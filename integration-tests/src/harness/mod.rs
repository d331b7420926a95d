pub mod tracing;
pub mod upstream;

pub use tracing::{CapturedEvent, events, init_test_tracing};
pub use upstream::TestUpstream;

.....

» **Exercise**
Repeat all of the entries above exactly.

» **Exercise result**
filename integration-tests/src/harness/mod.rs
repository d331b7420926a95d
pub mod tracing;
pub mod upstream;

pub use tracing::{CapturedEvent, events, init_test_tracing};
pub use upstream::TestUpstream;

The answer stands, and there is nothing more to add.